1. This is a petition under Article 227 of the Constitution of India challenging the decision of the Maharashtra Co-operative Tribunal whereby it set aside the award made by the Registrar's Nominee and remitted the matter for retrial. The short facts necessary for the purpose of the case may be state as follows: The Petitioner, who was the original opponent No.1 in the reference, is the owner of the flat consisting of three rooms and a kitchen on the ground floor of a building known as 'Mirabelle' belonging to Mirabelle Co-operative Housing Society Ltd., which (was?) the original disputant in the reference. The petitioner purchases this flat essentially for his personal residence. However, because o f certain difficulties in his way he could not occupy the said premises and he, therefore, gave the same to respondent No.1 as a licensee on June 9, 1962 for a period of eleven months. In November 1962 the Co-operative Society gave notice to the petitioner saving that respondent No.1 and the members of her family were a nuisance to the occupants of the building. The petitioner, therefore, called upon respondent No.1 to vacate the premises and deliver possession to him. It seems that since February 1963 not a pie has been paid to the petitioner towards compensation for the occupation of the premises. In the meantime, there have been litigations between these parties to which it is needless to refer. The compensation that has accumulated to this day comes to near about Rs. 11,520. In pursuance to the Society's notice, the Society made a complaint before the Registrar regarding the conduct of respondent No.1 and the members of her family as she was a source of nuisance and sought eviction. The Registrar after hearing respondent No.1 referred the matter under S. 91 of the Co-operative Societies Act to his Nominee by an order dated December 17, 1965 in the following terms:
'I, Shri D.D.Naik, Assistant Registrar, Co-operative Societies, (II), Bombay, do hereby hold that the dispute within the meaning of S. 91(1) of the Maharashtra Co-operative Societies Act, 1960, exists in this case and the same is therefore referred to Shri S.M. Dixit, Registrar's Nominee for decision.'
Respondent No.1 took the matter to the Co-operative Tribunal challenging the reference by the Registrar. However, this appeal was rejected by the Tribunal and the Nominee was directed to decide the matter. The Nominee made his award on November 1, 1966. Respondent No.1 took an appeal to the Co-operative Tribunal. The contention before the Tribunal was that the Nominee had ceased to have jurisdiction because by a general order the Registrar had appointed a body of Nominees for a period of one year and that the term expired on June 30, 1966. It was argued that as the award was made after this date, the award was a nullity. This contention found favour with the Tribunal with the result that it set aside the award and referred the matter back to the Registrar for reference to any other Nominee for disposal or to try it himself. The petitioner, who is the owner of the flat, seeks to challenge this decision.

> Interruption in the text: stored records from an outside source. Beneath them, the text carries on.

impl<'a> PythonCollector<'a> {
    fn new(content: &'a str, file_path: &'a str) -> Self {
        Self {
            content,
            lines: content.lines().collect(),
            out: FileExtraction::new(Language::Python, file_path, module_name(file_path)),
        }
    }

    fn collect_imports(&mut self, cursor: &mut TreeCursor) {
        let node = cursor.node();
        match node.kind() {
            "import_statement" => {
                self.visit_import(&node);
                return;
            }
            "import_from_statement" => {
                self.visit_from_import(&node);
                return;
            }
            _ => {}
        }
        if cursor.goto_first_child() {
            loop {
                self.collect_imports(cursor);
                if !cursor.goto_next_sibling() {
                    break;
                }
            }
            cursor.goto_parent();
        }
    }

    fn visit_import(&mut self, node: &Node) {
        let line = start_line(node);
        let mut cursor = node.walk();
        for name in node.children_by_field_name("name", &mut cursor) {
            let (module, alias) = match name.kind() {
                "aliased_import" => (
                    name.child_by_field_name("name").map(|n| self.text(&n)),
                    name.child_by_field_name("alias").map(|n| self.text(&n)),
                ),
                _ => (Some(self.text(&name)), None),
            };
            if let Some(module) = module {
                self.out.imports.push(ImportInfo {
                    module: import_target(&module),
                    items: Vec::new(),
                    alias,
                    is_wildcard: false,
                    line,
                });
            }
        }
    }

    fn visit_from_import(&mut self, node: &Node) {
        let line = start_line(node);
        let Some(module_node) = node.child_by_field_name("module_name") else {
            return;
        };
        let module = import_target(&self.text(&module_node));
        if module.is_empty() {
            // `from . import x`: each name is itself a sibling module.
            let mut cursor = node.walk();
            for name in node.children_by_field_name("name", &mut cursor) {
                let target = match name.kind() {
                    "aliased_import" => name.child_by_field_name("name"),
                    _ => Some(name),
                };
                if let Some(target) = target {
                    self.out.imports.push(ImportInfo {
                        module: import_target(&self.text(&target)),
                        items: Vec::new(),
                        alias: None,
                        is_wildcard: false,
                        line,
                    });
                }
            }
            return;
        }

        let is_wildcard = named_children(node).iter().any(|c| c.kind() == "wildcard_import");
        let mut items = Vec::new();
        let mut cursor = node.walk();
        for name in node.children_by_field_name("name", &mut cursor) {
            if name.kind() == "aliased_import" {
                let original = name.child_by_field_name("name").map(|n| self.text(&n));
                let alias = name.child_by_field_name("alias").map(|n| self.text(&n));
                if let (Some(original), Some(alias)) = (original, alias) {
                    self.out.imports.push(ImportInfo {
                        module: format!("{}.{}", module, original),
                        items: Vec::new(),
                        alias: Some(alias),
                        is_wildcard: false,
                        line,
                    });
                }
            } else {
                items.push(self.text(&name));
            }
        }
        if !items.is_empty() || is_wildcard {
            self.out.imports.push(ImportInfo {
                module,
                items,
                alias: None,
                is_wildcard,
                line,
            });
        }
    }

    fn visit_block(&mut self, block: &Node, owner: Option<&str>) {
        for child in named_children(block) {
            let definition = if child.kind() == "decorated_definition" {
                child.child_by_field_name("definition")
            } else {
                Some(child)
            };
            let Some(definition) = definition else { continue };
            match definition.kind() {
                "class_definition" => self.visit_class(&definition),
                "function_definition" => self.visit_function(&definition, owner),
                "expression_statement" => self.visit_assignment(&definition, owner),
                _ => {}
            }
        }
    }

    fn visit_class(&mut self, node: &Node) {
        let Some(name_node) = node.child_by_field_name("name") else {
            return;
        };
        let name = self.text(&name_node);
        let mut bases = Vec::new();
        let mut is_abstract = false;
        if let Some(superclasses) = node.child_by_field_name("superclasses") {
            for base in named_children(&superclasses) {
                match base.kind() {
                    "identifier" | "attribute" => bases.push(self.text(&base)),
                    "keyword_argument" => {
                        if self.text(&base).replace(' ', "").ends_with("ABCMeta") {
                            is_abstract = true;
                        }
                    }
                    _ => {}
                }
            }
        }
        let last_segment = |b: &String| b.rsplit('.').next().unwrap_or(b).to_string();
        let kind = if bases.iter().any(|b| ENUM_BASES.contains(&last_segment(b).as_str())) {
            TypeKind::Enum
        } else {
            TypeKind::Class
        };
        is_abstract |= bases.iter().any(|b| ABSTRACT_BASES.contains(&last_segment(b).as_str()));

        let mut decl = TypeDecl::new(name.clone(), kind, start_line(node), end_line(node));
        decl.extends = bases.into_iter().filter(|b| b != "object").collect();
        decl.annotations =
            scan_annotations(&self.lines, start_line(&name_node), &name, Language::Python);
        decl.description = node.child_by_field_name("body").and_then(|b| self.docstring(&b));
        if is_abstract {
            decl.modifiers.push("abstract".to_string());
        }
        self.out.push_type(decl);

        if let Some(body) = node.child_by_field_name("body") {
            self.visit_block(&body, Some(name.as_str()));
            self.collect_instance_fields(&body, &name);
        }
    }

    fn visit_function(&mut self, node: &Node, owner: Option<&str>) {
        let Some(name_node) = node.child_by_field_name("name") else {
            return;
        };
        let name = self.text(&name_node);
        let mut decl = FunctionDecl::new(name.clone(), start_line(node), end_line(node));
        decl.owner = owner.map(str::to_string);
        decl.is_constructor = owner.is_some() && name == "__init__";
        decl.annotations =
            scan_annotations(&self.lines, start_line(&name_node), &name, Language::Python);
        decl.return_type = node.child_by_field_name("return_type").map(|t| self.text(&t));
        if let Some(params) = node.child_by_field_name("parameters") {
            decl.parameters = self.parameters(&params, owner.is_some());
        }

        if self.text(node).starts_with("async") {
            decl.modifiers.push("async".to_string());
        }
        for annotation in &decl.annotations {
            let modifier = match annotation.name.as_str() {
                "staticmethod" => "static",
                "classmethod" => "classmethod",
                "abstractmethod" | "abc.abstractmethod" => "abstract",
                "property" => "property",
                _ => continue,
            };
            decl.modifiers.push(modifier.to_string());
        }
        if name.starts_with('_') && !name.starts_with("__") {
            decl.modifiers.push("private".to_string());
        }

        if let Some(body) = node.child_by_field_name("body") {
            decl.description = self.docstring(&body);
            decl.calls =
                scan_calls(self.text_ref(&body), start_line(&body), &name, Language::Python);
        }
        // Nested functions are not entities; their calls were scanned with the body.
        self.out.functions.push(decl);
    }

    fn parameters(&self, params: &Node, is_method: bool) -> Vec<ParameterInfo> {
        let mut result = Vec::new();
        for param in named_children(params) {
            let (name, type_name) = match param.kind() {
                "identifier" => (Some(self.text(&param)), None),
                "typed_parameter" => (
                    named_children(&param).first().map(|n| self.text(n)),
                    param.child_by_field_name("type").map(|t| self.text(&t)),
                ),
                "default_parameter" | "typed_default_parameter" => (
                    param.child_by_field_name("name").map(|n| self.text(&n)),
                    param.child_by_field_name("type").map(|t| self.text(&t)),
                ),
                "list_splat_pattern" | "dictionary_splat_pattern" => {
                    (Some(self.text(&param)), None)
                }
                _ => (None, None),
            };
            let Some(name) = name else { continue };
            if is_method && result.is_empty() && (name == "self" || name == "cls") {
                continue;
            }
            result.push(ParameterInfo {
                name,
                type_name,
                description: None,
            });
        }
        result
    }

    /// Class attributes and module variables: `x = ...` and `x: T = ...`.
    fn visit_assignment(&mut self, statement: &Node, owner: Option<&str>) {
        let Some(assignment) = named_children(statement)
            .into_iter()
            .find(|c| c.kind() == "assignment")
        else {
            return;
        };
        let Some(left) = assignment.child_by_field_name("left") else {
            return;
        };
        if left.kind() != "identifier" {
            return;
        }
        let name = self.text(&left);
        if name.starts_with("__") && name.ends_with("__") {
            return;
        }
        let mut field = FieldDecl::new(name, start_line(statement), end_line(statement));
        field.owner = owner.map(str::to_string);
        field.type_name = assignment
            .child_by_field_name("type")
            .map(|t| self.text(&t))
            .or_else(|| {
                assignment
                    .child_by_field_name("right")
                    .and_then(|r| self.constructed_type(&r))
            });
        if name_is_constant(&field.name) {
            field.modifiers.push("final".to_string());
        }
        self.out.fields.push(field);
    }

    /// `self.x = ...` inside any method of the class becomes a field of it.
    fn collect_instance_fields(&mut self, class_body: &Node, class_name: &str) {
        let mut found: Vec<FieldDecl> = Vec::new();
        for child in named_children(class_body) {
            let function = match child.kind() {
                "decorated_definition" => child.child_by_field_name("definition"),
                "function_definition" => Some(child),
                _ => None,
            };
            let Some(function) = function.filter(|f| f.kind() == "function_definition") else {
                continue;
            };
            let param_types: HashMap<String, String> = function
                .child_by_field_name("parameters")
                .map(|p| self.parameters(&p, true))
                .unwrap_or_default()
                .into_iter()
                .filter_map(|p| Some((p.name, p.type_name?)))
                .collect();
            let Some(body) = function.child_by_field_name("body") else {
                continue;
            };
            let mut stack = vec![body];
            while let Some(node) = stack.pop() {
                if node.kind() == "function_definition" || node.kind() == "class_definition" {
                    continue;
                }
                if node.kind() == "assignment" {
                    if let Some(field) = self.instance_field(&node, class_name, &param_types) {
                        if !found.iter().any(|f| f.name == field.name) {
                            found.push(field);
                        }
                    }
                }
                let mut children = named_children(&node);
                children.reverse();
                stack.extend(children);
            }
        }

        let existing: Vec<String> = self
            .out
            .fields
            .iter()
            .filter(|f| f.owner.as_deref() == Some(class_name))
            .map(|f| f.name.clone())
            .collect();
        found.sort_by_key(|f| f.start_line);
        self.out
            .fields
            .extend(found.into_iter().filter(|f| !existing.contains(&f.name)));
    }

    fn instance_field(
        &self,
        assignment: &Node,
        class_name: &str,
        param_types: &HashMap<String, String>,
    ) -> Option<FieldDecl> {
        let left = assignment.child_by_field_name("left")?;
        if left.kind() != "attribute" {
            return None;
        }
        let object = left.child_by_field_name("object")?;
        if self.text_ref(&object) != "self" {
            return None;
        }
        let name = self.text(&left.child_by_field_name("attribute")?);
        let mut field = FieldDecl::new(name, start_line(assignment), end_line(assignment));
        field.owner = Some(class_name.to_string());
        field.type_name = assignment
            .child_by_field_name("type")
            .map(|t| self.text(&t))
            .or_else(|| {
                let right = assignment.child_by_field_name("right")?;
                match right.kind() {
                    "identifier" => param_types.get(self.text_ref(&right)).cloned(),
                    _ => self.constructed_type(&right),
                }
            });
        if field.name.starts_with('_') {
            field.modifiers.push("private".to_string());
        }
        Some(field)
    }

    /// `Foo(...)` on the right-hand side names the assigned type.
    fn constructed_type(&self, value: &Node) -> Option<String> {
        if value.kind() != "call" {
            return None;
        }
        let function = value.child_by_field_name("function")?;
        let text = self.text(&function);
        let last = text.rsplit('.').next().unwrap_or(&text);
        last.chars()
            .next()
            .is_some_and(|c| c.is_ascii_uppercase())
            .then_some(text)
    }

    fn docstring(&self, body: &Node) -> Option<String> {
        let first = named_children(body).into_iter().next()?;
        if first.kind() != "expression_statement" {
            return None;
        }
        let string = named_children(&first).into_iter().next()?;
        if string.kind() != "string" {
            return None;
        }
        docstring_text(self.text_ref(&string))
    }

    fn text(&self, node: &Node) -> String {
        node_text(node, self.content).to_string()
    }

    fn text_ref(&self, node: &Node) -> &'a str {
        node_text(node, self.content)
    }
}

2. Section 91 of the Maharashtra Co-operative Societies Act 1960 requires that all disputes touching the business of a Society shall be referred to the Registrar. Under Section 93 after being satisfied that the matter referred to him is a dispute within the meaning of S. 91, the Registrar may decide the dispute (a) himself, or (b) refer it for disposal to a nominee, or (c) a broad of nominees, appointed by the Registrar, sub-sections (2) and (3) of section 93 are procedural sections. Sub-section (2) gives the Registrar the power to withdraw for reasons to be recorded in writing a dispute referred by him to the nominee or board of nominees and to decide it himself or to refer it for decision to any other nominee or board of nominees. Sub-section (3) gives him power to suspend the proceedings under certain circumstances with which we are not concerned. Sections 94 and 95 are procedural sections and do not concern us. Section 96 requires the Registrar or his nominee or board of nominees to make an award on the dispute, on the expenses incurred by the parties to the dispute in connection with the proceedings and the fees and expenses payable to the Registrar or his nominee or board of nominees. The section further protects the award and says that it would not being valid merely because it has been made after the expiry of the period fixed for deciding the dispute by the Registrar and shall subject to an appeal or review or revision be binding on the parties to the dispute.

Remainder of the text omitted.